Dans le cadre du présent travail, l’enjeu de cette discussion est toutefois sociologique avant d’être philosophique. Il s’agit de forger un concept d’utopie satisfaisant sur le plan théorique, mais surtout de voir dans quelle mesure celui-ci pourrait être utile pour analyser et mettre en perspective certaines réalités contemporaines. L’objet de nos recherches est ainsi le mouvement du logiciel libre (free software) et un certain nombre de phénomènes qui lui sont intimement liés : la naissance d’une économie de l’open source; l’essor de pratiques de collaboration en ligne ouvertes et distribuées (Wikipédia par exemple); la contestation du régime mondial de la propriété intellectuelle et la constitution d’un mouvement international des « biens communs » (commons); le développement d’une pensée de gauche liant le caractère « immatériel » du nouveau capitalisme à des possibilités renouvelées d’émancipation. Notre hypothèse est qu’il s’est créé en lien avec le mouvement du logiciel libre, et à partir des réalisations et des revendications que celui-ci a développées dans le domaine informatique, une utopie de portée plus générale. Il s’agit donc d’appréhender le logiciel libre et ses phénomènes connexes comme une forme d’actualisation de la pensée et de la création utopiques.

Avant de creuser cet aspect sociologique, il importe de déblayer, autant que faire se peut, les terrains historique et philosophique. Peut-être arrivera-t-on ainsi à saisir en quel sens il demeure aujourd’hui, malgré les restrictions susmentionnées, pertinent d’user du concept d’utopie. Il sera alors temps de voir dans quelle mesure ce concept peut être appliqué à notre objet d’étude.

Quelque chose se termine

Les années ayant suivi la chute du mur de Berlin et l’implosion de l’URSS furent celles du triomphe de fait du capitalisme mondialisé et des démocraties libérales.

1 Ibid., p. 279.
2 Cf. Hans JONAS, Le principe responsabilité, traduit par Jean Greisch, Paris, Flammarion, 2008.

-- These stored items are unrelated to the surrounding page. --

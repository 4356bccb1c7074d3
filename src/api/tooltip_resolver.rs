use ordered_float::OrderedFloat;
use serde::{Deserialize, Serialize};

use crate::api::{GroupedBarScene, InvolvementScene, RadarScene, TimelineScene};

/// Typed hover tooltip content for the four report charts.
///
/// Values are echoed exactly as shipped in the dataset; tooltips never
/// aggregate or recompute.
#[derive(Debug, Clone, PartialEq, Serialize, Deserialize)]
pub enum TooltipContent {
    RadarAxis {
        subject: String,
        value: f64,
    },
    BarCategory {
        name: String,
        current: f64,
        target: f64,
    },
    InvolvementRing {
        name: String,
        value: f64,
    },
    TimelineSegment {
        name: String,
        value: f64,
    },
}

/// Resolves the radar axis nearest to the pointer, if the pointer is inside
/// the radar's radial extent.
#[must_use]
pub fn resolve_radar_tooltip(scene: &RadarScene, x: f64, y: f64) -> Option<TooltipContent> {
    if scene.geometry.is_empty() || scene.polar.distance_of(x, y) > scene.polar.radius() * 1.15 {
        return None;
    }

    let pointer_angle = scene.polar.angle_of(x, y);
    let nearest = scene
        .geometry
        .axes
        .iter()
        .min_by_key(|axis| OrderedFloat(angular_distance_deg(axis.angle_deg, pointer_angle)))?;

    Some(TooltipContent::RadarAxis {
        subject: nearest.subject.clone(),
        value: nearest.value,
    })
}

/// Resolves the bar category whose slot contains the pointer.
///
/// Matches by slot on the x axis so the tooltip shows both series values of
/// the hovered category, like a cursor-follow tooltip.
#[must_use]
pub fn resolve_bar_tooltip(scene: &GroupedBarScene, x: f64, y: f64) -> Option<TooltipContent> {
    if y < 0.0 || y > f64::from(scene.plot_viewport.height) {
        return None;
    }
    let count = scene.geometry.categories.len();
    if count == 0 {
        return None;
    }

    let slot_width = f64::from(scene.plot_viewport.width) / count as f64;
    let index = (x / slot_width).floor();
    if index < 0.0 || index >= count as f64 {
        return None;
    }

    let category = &scene.geometry.categories[index as usize];
    Some(TooltipContent::BarCategory {
        name: category.name.clone(),
        current: category.current_value,
        target: category.target_value,
    })
}

/// Resolves the involvement ring whose band contains the pointer.
#[must_use]
pub fn resolve_involvement_tooltip(
    scene: &InvolvementScene,
    x: f64,
    y: f64,
) -> Option<TooltipContent> {
    let distance = scene.polar.distance_of(x, y);
    let angle = scene.polar.angle_of(x, y);

    scene
        .rings
        .iter()
        .find(|ring| {
            let half = ring.thickness * 0.5;
            (ring.radius - half..=ring.radius + half).contains(&distance)
                && angle <= ring.start_angle_deg
                && angle >= ring.track_end_angle_deg
        })
        .map(|ring| TooltipContent::InvolvementRing {
            name: ring.name.clone(),
            value: ring.value,
        })
}

/// Resolves the donut segment containing the pointer.
#[must_use]
pub fn resolve_timeline_tooltip(scene: &TimelineScene, x: f64, y: f64) -> Option<TooltipContent> {
    let distance = scene.polar.distance_of(x, y);
    let pointer_angle = scene.polar.angle_of(x, y);

    scene
        .segments
        .iter()
        .find(|segment| {
            if !(segment.inner_radius..=segment.outer_radius).contains(&distance) {
                return false;
            }
            // Compare clockwise offsets from the segment's leading edge so
            // sweeps that wrap past -180 still match.
            let sweep = segment.start_angle_deg - segment.end_angle_deg;
            let offset = (segment.start_angle_deg - pointer_angle).rem_euclid(360.0);
            offset <= sweep
        })
        .map(|segment| TooltipContent::TimelineSegment {
            name: segment.name.clone(),
            value: segment.value,
        })
}

fn angular_distance_deg(a: f64, b: f64) -> f64 {
    let diff = (a - b).rem_euclid(360.0);
    diff.min(360.0 - diff)
}
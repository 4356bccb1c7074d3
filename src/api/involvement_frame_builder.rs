use tracing::debug;

use crate::api::{
    InvolvementStyle, LegendEntry, LegendLayoutConfig, LegendOrientation, build_legend_rows,
};
use crate::core::{
    PolarScale, RingGeometry, StakeholderPoint, Viewport, project_involvement_rings,
};
use crate::error::ChartResult;
use crate::render::{ArcPrimitive, RectPrimitive, RenderFrame, TextHAlign, TextPrimitive};

/// Assembled involvement scene: the validated frame plus the projected
/// rings, kept for hover hit-testing. Ring order equals input order.
#[derive(Debug, Clone, PartialEq)]
pub struct InvolvementScene {
    pub frame: RenderFrame,
    pub rings: Vec<RingGeometry>,
    pub polar: PolarScale,
}

/// Builds the stakeholder involvement frame: one background track and one
/// value arc per stakeholder, sweeping the top half circle, with an inline
/// value label per ring and a vertical legend on the right.
///
/// The first input draws the outermost ring; legend rows follow the same
/// order, since the order encodes priority.
pub fn build_involvement_frame(
    points: &[StakeholderPoint],
    viewport: Viewport,
    style: &InvolvementStyle,
) -> ChartResult<InvolvementScene> {
    debug!(stakeholders = points.len(), "assembling involvement frame");

    let polar = PolarScale::fit(viewport, style.outer_radius_ratio)?;
    let rings = project_involvement_rings(points, polar, style.layout)?;
    let mut frame = RenderFrame::new(viewport);

    let (center_x, center_y) = polar.center();
    for ring in &rings {
        frame.arcs.push(ArcPrimitive::new(
            center_x,
            center_y,
            ring.radius,
            ring.thickness,
            ring.start_angle_deg,
            ring.track_end_angle_deg,
            style.track_color,
        ));
        if ring.end_angle_deg < ring.start_angle_deg {
            frame.arcs.push(ArcPrimitive::new(
                center_x,
                center_y,
                ring.radius,
                ring.thickness,
                ring.start_angle_deg,
                ring.end_angle_deg,
                ring.fill,
            ));
        }

        frame.texts.push(TextPrimitive::new(
            format_value(ring.value),
            ring.label_x,
            ring.label_y - style.label_font_size_px * 0.5,
            style.label_font_size_px,
            style.label_color,
            TextHAlign::Center,
        ));
    }

    let entries: Vec<LegendEntry> = points
        .iter()
        .map(|point| LegendEntry::new(point.name.clone(), point.fill))
        .collect();
    let config = LegendLayoutConfig {
        font_size_px: style.legend_font_size_px,
        ..LegendLayoutConfig::default()
    };
    for row in build_legend_rows(&entries, viewport, LegendOrientation::VerticalRight, config)? {
        frame.rects.push(RectPrimitive::new(
            row.swatch_x,
            row.swatch_y,
            row.swatch_size,
            row.swatch_size,
            row.swatch,
        ));
        frame.texts.push(TextPrimitive::new(
            row.label,
            row.label_x,
            row.label_y,
            config.font_size_px,
            crate::api::style::palette::SLATE_600,
            TextHAlign::Left,
        ));
    }

    frame.validate()?;
    Ok(InvolvementScene {
        frame,
        rings,
        polar,
    })
}

fn format_value(value: f64) -> String {
    if value.fract() == 0.0 && value.is_finite() {
        format!("{value:.0}")
    } else {
        format!("{value}")
    }
}
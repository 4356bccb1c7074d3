use approx::assert_abs_diff_eq;
use report_charts::core::{PolarScale, RadarPoint, Viewport, axis_angle_deg, project_radar};

fn six_axis_fixture() -> Vec<RadarPoint> {
    vec![
        RadarPoint::new("Finance", 1.0, 5.0),
        RadarPoint::new("Vie Assoc.", 2.0, 5.0),
        RadarPoint::new("Planification", 1.0, 5.0),
        RadarPoint::new("Projets", 2.0, 5.0),
        RadarPoint::new("Visibilité", 0.0, 5.0),
        RadarPoint::new("Stabilité", 3.0, 5.0),
    ]
}

#[test]
fn one_fifth_of_full_mark_plots_at_twenty_percent_of_radial_extent() {
    let polar = PolarScale::fit(Viewport::new(400, 400), 1.0).expect("fit");
    let points = [RadarPoint::new("Finance", 1.0, 5.0)];

    let geometry = project_radar(&points, polar).expect("projection");
    let (x, y) = geometry.vertices[0];

    assert_abs_diff_eq!(polar.distance_of(x, y), polar.radius() * 0.2, epsilon = 1e-9);
}

#[test]
fn axes_spread_evenly_clockwise_from_top() {
    let polar = PolarScale::fit(Viewport::new(400, 400), 0.8).expect("fit");
    let geometry = project_radar(&six_axis_fixture(), polar).expect("projection");

    assert_eq!(geometry.axes.len(), 6);
    for (index, axis) in geometry.axes.iter().enumerate() {
        assert_abs_diff_eq!(axis.angle_deg, 90.0 - index as f64 * 60.0, epsilon = 1e-9);
    }
}

#[test]
fn vertices_keep_input_order_and_carry_values() {
    let polar = PolarScale::fit(Viewport::new(400, 400), 0.8).expect("fit");
    let points = six_axis_fixture();
    let geometry = project_radar(&points, polar).expect("projection");

    assert_eq!(geometry.vertices.len(), points.len());
    for (axis, point) in geometry.axes.iter().zip(&points) {
        assert_eq!(axis.subject, point.subject);
        assert_eq!(axis.value, point.current);
    }
}

#[test]
fn zero_value_collapses_to_center() {
    let polar = PolarScale::fit(Viewport::new(400, 400), 1.0).expect("fit");
    let points = [RadarPoint::new("Visibilité", 0.0, 5.0)];

    let geometry = project_radar(&points, polar).expect("projection");
    let (x, y) = geometry.vertices[0];
    let (center_x, center_y) = polar.center();

    assert_abs_diff_eq!(x, center_x, epsilon = 1e-9);
    assert_abs_diff_eq!(y, center_y, epsilon = 1e-9);
}

#[test]
fn out_of_range_value_is_projected_as_given() {
    let polar = PolarScale::fit(Viewport::new(400, 400), 1.0).expect("fit");
    let points = [RadarPoint::new("Hors échelle", 7.5, 5.0)];

    let geometry = project_radar(&points, polar).expect("projection");
    let (x, y) = geometry.vertices[0];

    // 150% of the rim: garbage in, garbage out, no clamping.
    assert_abs_diff_eq!(polar.distance_of(x, y), polar.radius() * 1.5, epsilon = 1e-9);
}

#[test]
fn non_positive_full_mark_degrades_to_center_instead_of_nan() {
    let point = RadarPoint::new("Finance", 1.0, 0.0);
    assert_eq!(point.radial_fraction(), 0.0);
}

#[test]
fn empty_dataset_yields_empty_geometry() {
    let polar = PolarScale::fit(Viewport::new(400, 400), 1.0).expect("fit");
    let geometry = project_radar(&[], polar).expect("projection");

    assert!(geometry.is_empty());
    assert!(geometry.vertices.is_empty());
}

#[test]
fn axis_angle_of_first_axis_is_twelve_oclock() {
    assert_abs_diff_eq!(axis_angle_deg(0, 6), 90.0, epsilon = 1e-9);
    assert_abs_diff_eq!(axis_angle_deg(3, 6), -90.0, epsilon = 1e-9);
}
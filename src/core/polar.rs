use crate::core::types::Viewport;
use crate::error::{ChartError, ChartResult};

/// Polar coordinate frame centered in a viewport.
///
/// Angles are in degrees, mathematical convention: 0 points right, 90 points
/// up, positive counterclockwise. Chart sweeps run clockwise, i.e. with
/// decreasing angle.
#[derive(Debug, Clone, Copy, PartialEq)]
pub struct PolarScale {
    center_x: f64,
    center_y: f64,
    radius: f64,
}

impl PolarScale {
    pub fn new(center_x: f64, center_y: f64, radius: f64) -> ChartResult<Self> {
        if !center_x.is_finite() || !center_y.is_finite() {
            return Err(ChartError::InvalidData(
                "polar center must be finite".to_owned(),
            ));
        }
        if !radius.is_finite() || radius <= 0.0 {
            return Err(ChartError::InvalidData(
                "polar radius must be finite and > 0".to_owned(),
            ));
        }

        Ok(Self {
            center_x,
            center_y,
            radius,
        })
    }

    /// Centers the frame in `viewport` with an outer radius expressed as a
    /// ratio of the smaller viewport half-extent.
    pub fn fit(viewport: Viewport, outer_radius_ratio: f64) -> ChartResult<Self> {
        if !viewport.is_valid() {
            return Err(ChartError::InvalidViewport {
                width: viewport.width,
                height: viewport.height,
            });
        }
        if !outer_radius_ratio.is_finite() || outer_radius_ratio <= 0.0 {
            return Err(ChartError::InvalidData(
                "outer radius ratio must be finite and > 0".to_owned(),
            ));
        }

        let center_x = f64::from(viewport.width) * 0.5;
        let center_y = f64::from(viewport.height) * 0.5;
        let radius = center_x.min(center_y) * outer_radius_ratio;
        Self::new(center_x, center_y, radius)
    }

    #[must_use]
    pub fn center(self) -> (f64, f64) {
        (self.center_x, self.center_y)
    }

    #[must_use]
    pub fn radius(self) -> f64 {
        self.radius
    }

    /// Maps an angle and a radial fraction of the outer radius to pixel
    /// coordinates. The y axis is screen-down, so positive angles rise.
    #[must_use]
    pub fn point_at(self, angle_deg: f64, radial_fraction: f64) -> (f64, f64) {
        let theta = angle_deg.to_radians();
        let r = self.radius * radial_fraction;
        (
            self.center_x + r * theta.cos(),
            self.center_y - r * theta.sin(),
        )
    }

    /// Angle of a pixel position in this frame, normalized to `(-180, 180]`.
    #[must_use]
    pub fn angle_of(self, x: f64, y: f64) -> f64 {
        (self.center_y - y).atan2(x - self.center_x).to_degrees()
    }

    /// Distance of a pixel position from the frame center.
    #[must_use]
    pub fn distance_of(self, x: f64, y: f64) -> f64 {
        let dx = x - self.center_x;
        let dy = y - self.center_y;
        dx.hypot(dy)
    }
}
use serde::{Deserialize, Serialize};

use crate::core::Viewport;
use crate::error::{ChartError, ChartResult};
use crate::render::Color;

/// One legend entry: a label and its swatch color, in dataset order.
#[derive(Debug, Clone, PartialEq, Serialize, Deserialize)]
pub struct LegendEntry {
    pub label: String,
    pub swatch: Color,
}

impl LegendEntry {
    #[must_use]
    pub fn new(label: impl Into<String>, swatch: Color) -> Self {
        Self {
            label: label.into(),
            swatch,
        }
    }
}

/// Where the legend strip sits relative to the plot.
#[derive(Debug, Clone, Copy, PartialEq, Eq, Serialize, Deserialize)]
pub enum LegendOrientation {
    /// Vertical column on the right edge, vertically centered.
    VerticalRight,
    /// Horizontal row along the bottom edge, horizontally centered.
    HorizontalBottom,
}

/// Legend placement tuning.
#[derive(Debug, Clone, Copy, PartialEq, Serialize, Deserialize)]
pub struct LegendLayoutConfig {
    pub swatch_size_px: f64,
    pub swatch_label_gap_px: f64,
    pub entry_gap_px: f64,
    pub edge_margin_px: f64,
    pub font_size_px: f64,
    /// Width estimate per label character, used for horizontal centering.
    pub label_char_width_px: f64,
}

impl Default for LegendLayoutConfig {
    fn default() -> Self {
        Self {
            swatch_size_px: 10.0,
            swatch_label_gap_px: 6.0,
            entry_gap_px: 16.0,
            edge_margin_px: 12.0,
            font_size_px: 12.0,
            label_char_width_px: 7.0,
        }
    }
}

impl LegendLayoutConfig {
    fn validate(self) -> ChartResult<Self> {
        for (value, name) in [
            (self.swatch_size_px, "swatch_size_px"),
            (self.swatch_label_gap_px, "swatch_label_gap_px"),
            (self.entry_gap_px, "entry_gap_px"),
            (self.edge_margin_px, "edge_margin_px"),
            (self.font_size_px, "font_size_px"),
            (self.label_char_width_px, "label_char_width_px"),
        ] {
            if !value.is_finite() || value <= 0.0 {
                return Err(ChartError::InvalidData(format!(
                    "legend config `{name}` must be finite and > 0"
                )));
            }
        }
        Ok(self)
    }
}

/// Resolved placement for one legend entry.
#[derive(Debug, Clone, PartialEq, Serialize, Deserialize)]
pub struct LegendRowGeometry {
    pub label: String,
    pub swatch: Color,
    pub swatch_x: f64,
    pub swatch_y: f64,
    pub swatch_size: f64,
    pub label_x: f64,
    pub label_y: f64,
}

/// Lays out legend rows, strictly preserving entry order.
///
/// Entry order mirrors dataset order and may encode priority, so this
/// builder never sorts or de-duplicates.
pub fn build_legend_rows(
    entries: &[LegendEntry],
    viewport: Viewport,
    orientation: LegendOrientation,
    config: LegendLayoutConfig,
) -> ChartResult<Vec<LegendRowGeometry>> {
    if !viewport.is_valid() {
        return Err(ChartError::InvalidViewport {
            width: viewport.width,
            height: viewport.height,
        });
    }
    let config = config.validate()?;

    if entries.is_empty() {
        return Ok(Vec::new());
    }

    let mut rows = Vec::with_capacity(entries.len());
    match orientation {
        LegendOrientation::VerticalRight => {
            let row_height = config.swatch_size_px.max(config.font_size_px) + config.entry_gap_px;
            let total_height = row_height * entries.len() as f64 - config.entry_gap_px;
            let mut y = (f64::from(viewport.height) - total_height) * 0.5;
            let longest_label = entries
                .iter()
                .map(|entry| entry.label.chars().count())
                .max()
                .unwrap_or(0) as f64;
            let swatch_x = f64::from(viewport.width)
                - config.edge_margin_px
                - longest_label * config.label_char_width_px
                - config.swatch_label_gap_px
                - config.swatch_size_px;

            for entry in entries {
                rows.push(LegendRowGeometry {
                    label: entry.label.clone(),
                    swatch: entry.swatch,
                    swatch_x,
                    swatch_y: y,
                    swatch_size: config.swatch_size_px,
                    label_x: swatch_x + config.swatch_size_px + config.swatch_label_gap_px,
                    label_y: y,
                });
                y += row_height;
            }
        }
        LegendOrientation::HorizontalBottom => {
            let entry_width = |entry: &LegendEntry| {
                config.swatch_size_px
                    + config.swatch_label_gap_px
                    + entry.label.chars().count() as f64 * config.label_char_width_px
            };
            let total_width: f64 = entries.iter().map(entry_width).sum::<f64>()
                + config.entry_gap_px * (entries.len() - 1) as f64;
            let mut x = (f64::from(viewport.width) - total_width) * 0.5;
            let y = f64::from(viewport.height) - config.edge_margin_px - config.swatch_size_px;

            for entry in entries {
                rows.push(LegendRowGeometry {
                    label: entry.label.clone(),
                    swatch: entry.swatch,
                    swatch_x: x,
                    swatch_y: y,
                    swatch_size: config.swatch_size_px,
                    label_x: x + config.swatch_size_px + config.swatch_label_gap_px,
                    label_y: y,
                });
                x += entry_width(entry) + config.entry_gap_px;
            }
        }
    }

    Ok(rows)
}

L’écroulement du bloc communiste mit fin à près d’un demi-siècle de guerre froide, et survint au terme d’une décennie marquée par la conversion des États occidentaux aux politiques néo-libérales. La déréglementation financière, les privatisations, le contrôle de l’inflation, la lutte contre le pouvoir des syndicats et la réduction des dépenses du Welfare State marquèrent ainsi une rupture nette avec le keynésianisme et le compromis social de l’après-guerre. L’effondrement du régime soviétique s’inscrivit aussi dans le cadre de changements économiques et techniques profonds dans les pays du Nord : développement des technologies de l’information et de la communication, déclin de l’emploi industriel au profit du secteur des services, entrée dans une nouvelle phase de la globalisation libre-échangiste.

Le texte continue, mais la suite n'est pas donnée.